Two (or more) military borrowers

With this type of joint VA loan, all the borrowers involved are using their entitlements. Loans with a spouse who is using an entitlement are considered joint loans. Each military borrower’s entitlement is applied to their share of the loan, and funding fees are divided equally between all the borrowers unless they have an exemption.

If all the borrowers on a VA loan joint application are military, the credit and combined income of all parties involved will be considered. A military borrower with higher income or assets can compensate for a military borrower with less income or fewer assets. All military borrowers must meet the lender’s credit requirements, though.

When to use a joint VA loan

A joint VA loan makes sense in several scenarios:

  • You don’t have the income to qualify on your own. If you apply with other eligible military borrowers, they can help you qualify with their income.
  • You have too much debt to qualify on your own right now. Lenders prefer a debt-to-income (DTI) ratio of 41%, although they sometimes make exceptions. All your debt counts toward this ratio (including student loan payments). If you apply with another eligible military borrower with less debt and/or a higher income, that could bring down your DTI ratio.
  • Your VA entitlement is used on another home. If your current home has a VA loan and you need to buy a new home before selling it, your entitlement will be reduced or eliminated. If you have a partial entitlement, borrowing with another military borrower who has a full entitlement will ensure more of the home is guaranteed by the VA.
  • You want to purchase a multifamily home with more than four units. With military VA loan co-borrowers, you can buy a four-unit property with one family unit for each military participant, and one business unit. For example, two military borrowers could purchase a six-unit property with one business unit.

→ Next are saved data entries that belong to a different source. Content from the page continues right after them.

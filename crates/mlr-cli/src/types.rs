use std::path::PathBuf;

use mlr_core::MlrReport;
use mlr_model::EngineConfig;

/// Everything the summary printer needs from one `mlr run`.
#[derive(Debug)]
pub struct RunOutcome {
    pub data_dir: PathBuf,
    pub snapshot_id: String,
    pub config: EngineConfig,
    pub report: MlrReport,
    /// `None` on a dry run.
    pub output_dir: Option<PathBuf>,
    pub written: Vec<PathBuf>,
}
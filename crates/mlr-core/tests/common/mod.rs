#![allow(dead_code)]

use std::collections::BTreeMap;

use chrono::NaiveDate;
use mlr_ingest::SourceTables;
use mlr_model::TableKind;
use polars::prelude::{Column, DataFrame, IntoColumn, NamedFrom, Series};

pub fn date(year: i32, month: u32, day: u32) -> NaiveDate {
    NaiveDate::from_ymd_opt(year, month, day).unwrap()
}

fn text(name: &str, values: Vec<&str>) -> Column {
    Series::new(name.into(), values).into_column()
}

fn opt_text(name: &str, values: Vec<Option<&str>>) -> Column {
    Series::new(name.into(), values).into_column()
}

fn dates(name: &str, values: Vec<NaiveDate>) -> Column {
    Series::new(name.into(), values).into_column()
}

fn floats(name: &str, values: Vec<f64>) -> Column {
    Series::new(name.into(), values).into_column()
}

fn ints(name: &str, values: Vec<i64>) -> Column {
    Series::new(name.into(), values).into_column()
}

pub fn contracts(rows: &[(&str, NaiveDate, NaiveDate)]) -> DataFrame {
    DataFrame::new(vec![
        text("groupname", rows.iter().map(|r| r.0).collect()),
        dates("startdate", rows.iter().map(|r| r.1).collect()),
        dates("enddate", rows.iter().map(|r| r.2).collect()),
    ])
    .unwrap()
}

/// `(groupname, requestdate, granted, iid)`
pub fn pre_authorizations(rows: &[(&str, NaiveDate, f64, &str)]) -> DataFrame {
    DataFrame::new(vec![
        text("groupname", rows.iter().map(|r| r.0).collect()),
        dates("requestdate", rows.iter().map(|r| r.1).collect()),
        floats("granted", rows.iter().map(|r| r.2).collect()),
        text("iid", rows.iter().map(|r| r.3).collect()),
    ])
    .unwrap()
}

/// `(nhisgroupid, approvedamount, encounterdatefrom)`
pub fn claims(rows: &[(&str, f64, NaiveDate)]) -> DataFrame {
    DataFrame::new(vec![
        text("nhisgroupid", rows.iter().map(|r| r.0).collect()),
        floats("approvedamount", rows.iter().map(|r| r.1).collect()),
        dates("encounterdatefrom", rows.iter().map(|r| r.2).collect()),
    ])
    .unwrap()
}

/// `(groupid, groupname)`
pub fn directory(rows: &[(i64, &str)]) -> DataFrame {
    DataFrame::new(vec![
        ints("groupid", rows.iter().map(|r| r.0).collect()),
        text("groupname", rows.iter().map(|r| r.1).collect()),
    ])
    .unwrap()
}

/// `(company_name, from, amount, description)`
pub fn debit_notes(rows: &[(&str, NaiveDate, f64, Option<&str>)]) -> DataFrame {
    DataFrame::new(vec![
        text("company_name", rows.iter().map(|r| r.0).collect()),
        dates("from", rows.iter().map(|r| r.1).collect()),
        floats("amount", rows.iter().map(|r| r.2).collect()),
        opt_text("description", rows.iter().map(|r| r.3).collect()),
    ])
    .unwrap()
}

/// `(legacycode, memberid, effectivedate, terminationdate)`
pub fn enrollees(rows: &[(&str, i64, NaiveDate, NaiveDate)]) -> DataFrame {
    DataFrame::new(vec![
        text("legacycode", rows.iter().map(|r| r.0).collect()),
        ints("memberid", rows.iter().map(|r| r.1).collect()),
        dates("effectivedate", rows.iter().map(|r| r.2).collect()),
        dates("terminationdate", rows.iter().map(|r| r.3).collect()),
    ])
    .unwrap()
}

/// `(memberid, planid, iscurrent)`
pub fn member_plans(rows: &[(i64, i64, &str)]) -> DataFrame {
    DataFrame::new(vec![
        ints("memberid", rows.iter().map(|r| r.0).collect()),
        ints("planid", rows.iter().map(|r| r.1).collect()),
        text("iscurrent", rows.iter().map(|r| r.2).collect()),
    ])
    .unwrap()
}

/// `(planid, groupid, individualprice, familyprice, countofindividual, countoffamily)`
pub fn group_plans(rows: &[(i64, i64, f64, f64, i64, i64)]) -> DataFrame {
    DataFrame::new(vec![
        ints("planid", rows.iter().map(|r| r.0).collect()),
        ints("groupid", rows.iter().map(|r| r.1).collect()),
        floats("individualprice", rows.iter().map(|r| r.2).collect()),
        floats("familyprice", rows.iter().map(|r| r.3).collect()),
        ints("countofindividual", rows.iter().map(|r| r.4).collect()),
        ints("countoffamily", rows.iter().map(|r| r.5).collect()),
        ints("maxnumdependant", rows.iter().map(|_| 4).collect()),
    ])
    .unwrap()
}

/// `(planid, planname)`
pub fn plans(rows: &[(i64, &str)]) -> DataFrame {
    DataFrame::new(vec![
        ints("planid", rows.iter().map(|r| r.0).collect()),
        text("planname", rows.iter().map(|r| r.1).collect()),
    ])
    .unwrap()
}

/// A snapshot builder starting from nine empty, correctly typed tables.
pub struct Tables {
    frames: BTreeMap<TableKind, DataFrame>,
}

impl Default for Tables {
    fn default() -> Self {
        let frames = BTreeMap::from([
            (TableKind::GroupContract, contracts(&[])),
            (TableKind::PreAuthorization, pre_authorizations(&[])),
            (TableKind::Claims, claims(&[])),
            (TableKind::GroupDirectory, directory(&[])),
            (TableKind::DebitNote, debit_notes(&[])),
            (TableKind::ActiveEnrollee, enrollees(&[])),
            (TableKind::MemberPlan, member_plans(&[])),
            (TableKind::GroupPlan, group_plans(&[])),
            (TableKind::Plan, plans(&[])),
        ]);
        Self { frames }
    }
}

impl Tables {
    pub fn with(mut self, kind: TableKind, df: DataFrame) -> Self {
        self.frames.insert(kind, df);
        self
    }

    pub fn build(self) -> SourceTables {
        SourceTables::from_map(self.frames).unwrap()
    }
}

/// Acme with a 2023 contract, 1000 of premium, a tpa fee and one PA request.
pub fn acme(pa_granted: f64) -> Tables {
    Tables::default()
        .with(
            TableKind::GroupContract,
            contracts(&[("Acme", date(2023, 1, 1), date(2023, 12, 31))]),
        )
        .with(
            TableKind::DebitNote,
            debit_notes(&[
                ("Acme", date(2023, 6, 1), 1000.0, Some("premium")),
                ("Acme", date(2023, 6, 15), 500.0, Some("tpa fee")),
            ]),
        )
        .with(
            TableKind::PreAuthorization,
            pre_authorizations(&[("Acme", date(2023, 6, 10), pa_granted, "A-1")]),
        )
}

pub fn strings(df: &DataFrame, column: &str) -> Vec<Option<String>> {
    df.column(column)
        .unwrap()
        .str()
        .unwrap()
        .into_iter()
        .map(|v| v.map(str::to_string))
        .collect()
}

pub fn floats_of(df: &DataFrame, column: &str) -> Vec<Option<f64>> {
    df.column(column).unwrap().f64().unwrap().into_iter().collect()
}

/// Value of `column` on the row whose `key_column` equals `key`.
pub fn value_for(df: &DataFrame, key_column: &str, key: &str, column: &str) -> Option<f64> {
    let keys = strings(df, key_column);
    let row = keys
        .iter()
        .position(|k| k.as_deref() == Some(key))
        .unwrap_or_else(|| panic!("no row with {key_column} = {key}"));
    floats_of(df, column)[row]
}

pub fn assert_close(actual: Option<f64>, expected: f64) {
    let actual = actual.expect("value is null");
    assert!(
        (actual - expected).abs() < 1e-9,
        "expected {expected}, got {actual}"
    );
}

How to qualify for a joint VA loan

You’ll need to follow these steps to qualify:

1. Verify your eligibility You need to obtain your Certificate of Eligibility (COE) through the Department of Veterans Affairs.

2. Verify your entitlement If you’ve never used your home loan benefit or your previous VA loan has been paid in full, you have your full entitlement. Your COE will list your entitlement.

3. Know your funding fee VA funding fee guidelines state that if you make a down payment of less than 5% and it’s your first use of your VA loan benefit, the funding fee is 2.3%. After the first use, the fee increases to 3.6% if the down payment is less than 5%.

4. Know minimum VA mortgage requirements While the VA doesn’t have a minimum credit score requirement, lenders typically have a minimum of 620. VA loans don’t have mortgage insurance and they have no down payment requirement.

Pros and cons of a joint VA loan

  • You can buy a more expensive home than you could on your own. The income of all borrowers is considered.
  • You can purchase a multifamily property with no down payment.
  • You can fix up an existing home or build a new one.
  • You may have to make a down payment if one of the borrowers is not a spouse or a military borrower using their entitlement.
  • You’ll need to involve other owners in decisions about selling or refinancing.
  • You may tie up your entitlement, making it harder for you to purchase a home using VA benefits in the future. You can’t access your full entitlement again until your VA loan is paid off.

Where to find lenders that offer joint VA loans

Visit the VA website to search for approved joint VA lenders. Shop around with multiple lenders to ensure you find your best interest rate and the lowest VA loan fees, too. Look for a lender experienced with VA loans that has a stellar reputation and provides excellent service when you request quotes.